For a long time that was the way that I felt, and then this happened to me.
Several years ago I had an unusual experience concerning an uncle, a distant relative who lived over a thousand miles away.
While driving my car I suddenly felt the unmistakable presence of this relative that I hardly even knew. He was more like someone I had heard about than someone I knew. It was very strange; it felt as though I was momentarily lifted right out of my physical body. I seemed to be suspended somehow beyond space and time, bathed in a love so intense It felt like I could have just disappear into it at any moment if It would have let me. It only lasted for a few seconds, but it seemed to last forever at the same time. I realize how crazy this must sound. The experience was so strong that at first I was afraid I was loosing my grip on reality. I finally managed to chalk it up to an over active imagination.
Three days later I got a call from my aunt telling me that this uncle we are talking about had gone into a coma and died the day I had the experience. It felt like ice water had been poured down my back when she told me this. I had lost any real ideas of God or faith and had become somewhat of an atheist. Needless to say this experience caused me to rethink some of the conclusions I had come to.
I feel blessed to now understand that even in our darkest confusion something loves us so much that it went out of its way to assist me and bring me back to a state of absolute certainty about Gods love for us.

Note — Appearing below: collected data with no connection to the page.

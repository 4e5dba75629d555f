//! Rows from the externally maintained `clientes_view`.
//!
//! The view is fed by the ERP replication job; this crate only ever reads it.

use serde::Serialize;
use sqlx::FromRow;

/// Full client record as exposed to the admin UI.
#[derive(Debug, Clone, Serialize, FromRow)]
pub struct ClientRecord {
    pub kunnr: String,
    pub name1: Option<String>,
    pub name2: Option<String>,
    pub sortl: Option<String>,
    pub doc_type: Option<String>,
    pub detalle_grupo: Option<String>,
}

/// Name fields only, for enriching order listings.
#[derive(Debug, Clone, FromRow)]
pub struct ClientName {
    pub kunnr: String,
    pub name1: Option<String>,
    pub name2: Option<String>,
}
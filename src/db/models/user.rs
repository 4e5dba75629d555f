//! User account models and auth DTOs.

use chrono::{DateTime, Utc};
use serde::{Deserialize, Serialize};
use sqlx::FromRow;

/// Full row from `usuarios`. Never serialized to clients as-is: the hash and
/// reset token stay server-side.
#[derive(Debug, Clone, FromRow)]
pub struct User {
    pub id: i32,
    pub username: String,
    pub email: String,
    pub password_hash: String,
    pub is_verified: bool,
    pub role: String,
    pub reset_token: Option<String>,
    pub reset_token_expires: Option<DateTime<Utc>>,
    pub lat: Option<f64>,
    pub lng: Option<f64>,
    pub created_at: DateTime<Utc>,
    pub updated_at: DateTime<Utc>,
}

/// Public projection of a user for the admin listing.
#[derive(Debug, Clone, Serialize, FromRow)]
pub struct UserPublic {
    pub id: i32,
    pub username: String,
    pub email: String,
    pub role: String,
    pub created_at: DateTime<Utc>,
    pub lat: Option<f64>,
    pub lng: Option<f64>,
}

/// Identity fields echoed back on login.
#[derive(Debug, Clone, Serialize)]
pub struct UserSummary {
    pub id: i32,
    pub username: String,
    pub email: String,
    pub role: String,
}

impl From<&User> for UserSummary {
    fn from(user: &User) -> Self {
        Self {
            id: user.id,
            username: user.username.clone(),
            email: user.email.clone(),
            role: user.role.clone(),
        }
    }
}

#[derive(Debug, Deserialize)]
pub struct RegisterRequest {
    pub username: String,
    pub email: String,
    pub password: String,
    pub lat: Option<f64>,
    pub lng: Option<f64>,
}

#[derive(Debug, Serialize)]
pub struct RegisterResponse {
    #[serde(rename = "alreadyExists")]
    pub already_exists: bool,
    pub message: String,
}

#[derive(Debug, Deserialize)]
pub struct LoginRequest {
    pub username: String,
    pub password: String,
}

#[derive(Debug, Serialize)]
pub struct LoginResponse {
    pub message: String,
    pub user: UserSummary,
    pub token: String,
}

#[derive(Debug, Deserialize)]
pub struct ResetPasswordRequest {
    pub email: String,
}

#[derive(Debug, Deserialize)]
pub struct ConfirmResetRequest {
    #[serde(default)]
    pub token: String,
    #[serde(default, rename = "newPassword")]
    pub new_password: String,
}

/// Body for the association replacement endpoint: the full set of client
/// codes the user should end up with.
#[derive(Debug, Deserialize)]
pub struct AssociateClientsRequest {
    pub kunnr: Vec<String>,
}
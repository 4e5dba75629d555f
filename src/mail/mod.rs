//! Transactional email via the Mailjet HTTP API.
//!
//! Delivery is fire-and-forget from the caller's perspective: the auth flows
//! log failures and carry on. No retries.

use anyhow::{Context, Result};
use serde_json::json;

use crate::config::MailConfig;

fn welcome_body(username: &str, password: &str) -> String {
    format!(
        "<p>Hola {username}, gracias por registrarte en nuestra plataforma.<br>\
         Estas son tus credenciales:<br>\
         <strong>Usuario:</strong> {username}<br>\
         <strong>Contraseña:</strong> {password}<br>\
         ¡Disfruta de nuestros productos!</p>"
    )
}

fn reset_body(reset_link: &str) -> String {
    format!(
        "<p>Haz clic en el siguiente enlace para restablecer tu contraseña:</p>\
         <a href=\"{reset_link}\">Restablecer Contraseña</a>"
    )
}

/// HTTP client for the third-party mail API
pub struct Mailer {
    endpoint: String,
    api_key: String,
    api_secret: String,
    from_email: String,
    from_name: String,
    client: reqwest::Client,
}

impl Mailer {
    pub fn new(config: &MailConfig) -> Self {
        Self {
            endpoint: config.endpoint.clone(),
            api_key: config.api_key.clone(),
            api_secret: config.api_secret.clone(),
            from_email: config.from_email.clone(),
            from_name: config.from_name.clone(),
            client: reqwest::Client::new(),
        }
    }

    /// Send one HTML email
    pub async fn send(&self, to: &str, subject: &str, html: &str) -> Result<()> {
        let payload = json!({
            "Messages": [{
                "From": { "Email": self.from_email, "Name": self.from_name },
                "To": [{ "Email": to, "Name": to }],
                "Subject": subject,
                "HTMLPart": html
            }]
        });

        self.client
            .post(&self.endpoint)
            .basic_auth(&self.api_key, Some(&self.api_secret))
            .json(&payload)
            .send()
            .await
            .context("Failed to reach mail API")?
            .error_for_status()
            .context("Mail API rejected the message")?;

        tracing::info!(to = %to, subject = %subject, "Email sent");
        Ok(())
    }

    /// Welcome email echoing the submitted credentials
    pub async fn send_welcome(&self, to: &str, username: &str, password: &str) -> Result<()> {
        self.send(
            to,
            "Bienvenido a nuestra plataforma de pedidos",
            &welcome_body(username, password),
        )
        .await
    }

    /// Password-reset email carrying the frontend reset link
    pub async fn send_password_reset(&self, to: &str, reset_link: &str) -> Result<()> {
        self.send(
            to,
            "Restablecimiento de Contraseña",
            &reset_body(reset_link),
        )
        .await
    }
}

#[cfg(test)]
mod tests {
    use super::*;

    #[test]
    fn test_welcome_body_carries_credentials() {
        let body = welcome_body("ruta12", "clave-segura");
        assert!(body.contains("ruta12"));
        assert!(body.contains("clave-segura"));
    }

    #[test]
    fn test_reset_body_carries_link() {
        let link = "http://localhost:5173/reset-password?token=abc";
        assert!(reset_body(link).contains(link));
    }
}
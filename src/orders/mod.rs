//! Order lifecycle: creation, listing, quantity updates, deletion.
//!
//! A submission can span several clients; lines are partitioned by client
//! code and one order is created per client. An order never exists with zero
//! lines: the quantity-update path deletes the order once the last line goes.

use std::collections::HashMap;

use crate::api::error::ApiError;
use crate::clients;
use crate::db::{
    CreateOrderRequest, DbPool, NewOrderLine, Order, OrderForUser, OrderLine, OrderWithLines,
    QuantityUpdate, ESTADO_PENDIENTE,
};

/// Lines for one client within a submission, in submission order.
#[derive(Debug, Clone)]
pub struct ClientGroup {
    pub kunnr: String,
    /// Route code taken from the first line for this client, empty when the
    /// submission carries none.
    pub sortl: String,
    pub lines: Vec<NewOrderLine>,
}

/// Outcome of a quantity update, reported distinctly to the caller.
#[derive(Debug, Clone, Copy, PartialEq, Eq)]
pub enum UpdateOutcome {
    /// Every line reached zero, so the order itself was removed.
    OrderDeleted,
    QuantitiesUpdated,
}

/// Partition submitted lines by client code, preserving first-seen client
/// order and per-client submission order.
pub fn partition_by_client(productos: &[NewOrderLine]) -> Vec<ClientGroup> {
    let mut groups: Vec<ClientGroup> = Vec::new();
    let mut index: HashMap<String, usize> = HashMap::new();

    for line in productos {
        match index.get(&line.kunnr) {
            Some(&i) => groups[i].lines.push(line.clone()),
            None => {
                index.insert(line.kunnr.clone(), groups.len());
                groups.push(ClientGroup {
                    kunnr: line.kunnr.clone(),
                    sortl: line.sortl.clone().unwrap_or_default(),
                    lines: vec![line.clone()],
                });
            }
        }
    }

    groups
}

/// Create one order per distinct client code in the submission.
pub async fn create_orders(pool: &DbPool, request: CreateOrderRequest) -> Result<Vec<Order>, ApiError> {
    let usuario_id = request
        .usuario_id
        .ok_or_else(|| ApiError::validation("usuario_id is required"))?;
    if request.productos.is_empty() {
        return Err(ApiError::validation("At least one product is required"));
    }

    let mut created = Vec::new();

    for group in partition_by_client(&request.productos) {
        let order: Order = sqlx::query_as(
            "INSERT INTO pedidos (usuario_id, kunnr, sortl, estado)
             VALUES ($1, $2, $3, $4) RETURNING *",
        )
        .bind(usuario_id)
        .bind(&group.kunnr)
        .bind(&group.sortl)
        .bind(ESTADO_PENDIENTE)
        .fetch_one(pool)
        .await?;

        let mut qb = sqlx::QueryBuilder::<sqlx::Postgres>::new(
            "INSERT INTO pedido_detalle (pedido_id, matnr, arktx, cantidad, precio) ",
        );
        qb.push_values(group.lines.iter(), |mut b, line| {
            b.push_bind(order.id)
                .push_bind(&line.matnr)
                .push_bind(&line.arktx)
                .push_bind(line.cantidad)
                .push_bind(line.precio);
        });
        qb.build().execute(pool).await?;

        tracing::info!(
            order_id = order.id,
            kunnr = %order.kunnr,
            lines = group.lines.len(),
            "Created order"
        );
        created.push(order);
    }

    Ok(created)
}

async fn lines_for_order(pool: &DbPool, order_id: i32) -> Result<Vec<OrderLine>, ApiError> {
    let lines = sqlx::query_as::<_, OrderLine>(
        "SELECT * FROM pedido_detalle WHERE pedido_id = $1 ORDER BY id",
    )
    .bind(order_id)
    .fetch_all(pool)
    .await?;
    Ok(lines)
}

/// All orders for a user with their lines, enriched with the client names
/// from the directory. A user without orders gets an empty list, never an
/// error.
pub async fn list_orders_for_user(
    pool: &DbPool,
    usuario_id: i32,
) -> Result<Vec<OrderForUser>, ApiError> {
    let orders = sqlx::query_as::<_, Order>(
        "SELECT * FROM pedidos WHERE usuario_id = $1 ORDER BY fecha DESC, id DESC",
    )
    .bind(usuario_id)
    .fetch_all(pool)
    .await?;

    if orders.is_empty() {
        return Ok(Vec::new());
    }

    let codes: Vec<String> = orders.iter().map(|o| o.kunnr.clone()).collect();
    let names = clients::names_for_codes(pool, &codes).await?;

    let mut result = Vec::with_capacity(orders.len());
    for order in orders {
        let detalles = lines_for_order(pool, order.id).await?;
        let (name1, name2) = names
            .get(&order.kunnr)
            .cloned()
            .unwrap_or((String::new(), String::new()));
        result.push(OrderForUser {
            order,
            detalles,
            name1,
            name2,
        });
    }

    Ok(result)
}

/// One order with its lines
pub async fn get_order_detail(pool: &DbPool, order_id: i32) -> Result<OrderWithLines, ApiError> {
    let order: Option<Order> = sqlx::query_as("SELECT * FROM pedidos WHERE id = $1")
        .bind(order_id)
        .fetch_optional(pool)
        .await?;
    let order = order.ok_or_else(|| ApiError::not_found("Order not found"))?;

    let detalles = lines_for_order(pool, order_id).await?;
    Ok(OrderWithLines { order, detalles })
}

/// Apply quantity updates to an order's lines. Quantity 0 removes the line;
/// a positive quantity updates it in place and is a no-op for a line the
/// order never had. When no lines remain the order is deleted.
pub async fn update_quantities(
    pool: &DbPool,
    order_id: i32,
    updates: &[QuantityUpdate],
) -> Result<UpdateOutcome, ApiError> {
    if updates.is_empty() {
        return Err(ApiError::validation("No products to update"));
    }
    if updates.iter().any(|u| u.cantidad < 0) {
        return Err(ApiError::validation("Quantities cannot be negative"));
    }

    for update in updates {
        if update.cantidad == 0 {
            sqlx::query("DELETE FROM pedido_detalle WHERE pedido_id = $1 AND matnr = $2")
                .bind(order_id)
                .bind(&update.matnr)
                .execute(pool)
                .await?;
        } else {
            sqlx::query(
                "UPDATE pedido_detalle SET cantidad = $1 WHERE pedido_id = $2 AND matnr = $3",
            )
            .bind(update.cantidad)
            .bind(order_id)
            .bind(&update.matnr)
            .execute(pool)
            .await?;
        }
    }

    let remaining: (i64,) = sqlx::query_as("SELECT COUNT(*) FROM pedido_detalle WHERE pedido_id = $1")
        .bind(order_id)
        .fetch_one(pool)
        .await?;

    if remaining.0 == 0 {
        sqlx::query("DELETE FROM pedidos WHERE id = $1")
            .bind(order_id)
            .execute(pool)
            .await?;
        tracing::info!(order_id, "All lines removed, order deleted");
        return Ok(UpdateOutcome::OrderDeleted);
    }

    Ok(UpdateOutcome::QuantitiesUpdated)
}

/// Delete an order and its lines
pub async fn delete_order(pool: &DbPool, order_id: i32) -> Result<(), ApiError> {
    let order: Option<Order> = sqlx::query_as("SELECT * FROM pedidos WHERE id = $1")
        .bind(order_id)
        .fetch_optional(pool)
        .await?;
    if order.is_none() {
        return Err(ApiError::not_found("Order not found"));
    }

    let mut tx = pool.begin().await?;
    sqlx::query("DELETE FROM pedido_detalle WHERE pedido_id = $1")
        .bind(order_id)
        .execute(&mut *tx)
        .await?;
    sqlx::query("DELETE FROM pedidos WHERE id = $1")
        .bind(order_id)
        .execute(&mut *tx)
        .await?;
    tx.commit().await?;

    tracing::info!(order_id, "Deleted order");
    Ok(())
}

#[cfg(test)]
mod tests {
    use super::*;

    fn line(kunnr: &str, matnr: &str, cantidad: i32, sortl: Option<&str>) -> NewOrderLine {
        NewOrderLine {
            kunnr: kunnr.to_string(),
            matnr: matnr.to_string(),
            arktx: Some(format!("Producto {}", matnr)),
            cantidad,
            precio: None,
            sortl: sortl.map(|s| s.to_string()),
        }
    }

    #[test]
    fn test_partition_one_group_per_client() {
        let productos = vec![
            line("C1", "100", 2, Some("INS001")),
            line("C2", "200", 1, Some("INS002")),
            line("C1", "300", 5, Some("INS001")),
        ];

        let groups = partition_by_client(&productos);
        assert_eq!(groups.len(), 2);

        assert_eq!(groups[0].kunnr, "C1");
        assert_eq!(groups[0].lines.len(), 2);
        assert_eq!(groups[0].lines[0].matnr, "100");
        assert_eq!(groups[0].lines[1].matnr, "300");

        assert_eq!(groups[1].kunnr, "C2");
        assert_eq!(groups[1].lines.len(), 1);
    }

    #[test]
    fn test_partition_preserves_first_seen_client_order() {
        let productos = vec![
            line("C9", "1", 1, None),
            line("C1", "2", 1, None),
            line("C9", "3", 1, None),
            line("C5", "4", 1, None),
        ];

        let groups = partition_by_client(&productos);
        let kunnrs: Vec<&str> = groups.iter().map(|g| g.kunnr.as_str()).collect();
        assert_eq!(kunnrs, vec!["C9", "C1", "C5"]);
    }

    #[test]
    fn test_partition_takes_sortl_from_first_line() {
        let productos = vec![
            line("C1", "100", 2, None),
            line("C1", "200", 1, Some("INS007")),
        ];

        let groups = partition_by_client(&productos);
        // First line for C1 has no route code, so the group gets the empty string.
        assert_eq!(groups[0].sortl, "");

        let productos = vec![
            line("C1", "100", 2, Some("INS007")),
            line("C1", "200", 1, None),
        ];
        let groups = partition_by_client(&productos);
        assert_eq!(groups[0].sortl, "INS007");
    }

    #[test]
    fn test_partition_empty_input() {
        assert!(partition_by_client(&[]).is_empty());
    }
}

During the experience it seemed like there was a vast amount of information that I was somehow allowed access to. One thing that I came away from this experience understanding beyond any shadow of a doubt was that any Idea that God is unhappy with us or would judge or allow us to be punished for any reason is simply impossible.
I can’t explain the love I felt with words. They simply don’t make words big enough or complete enough to do this. The only way I can begin to convey this love to you is to say that there was simply nothing else there. Nothing but love. No hint of judgment, no displeasure of any sort. It is as though God sees us as being as perfect as we were the day we were created. It is only in our confused idea of ourselves that we seem to have changed.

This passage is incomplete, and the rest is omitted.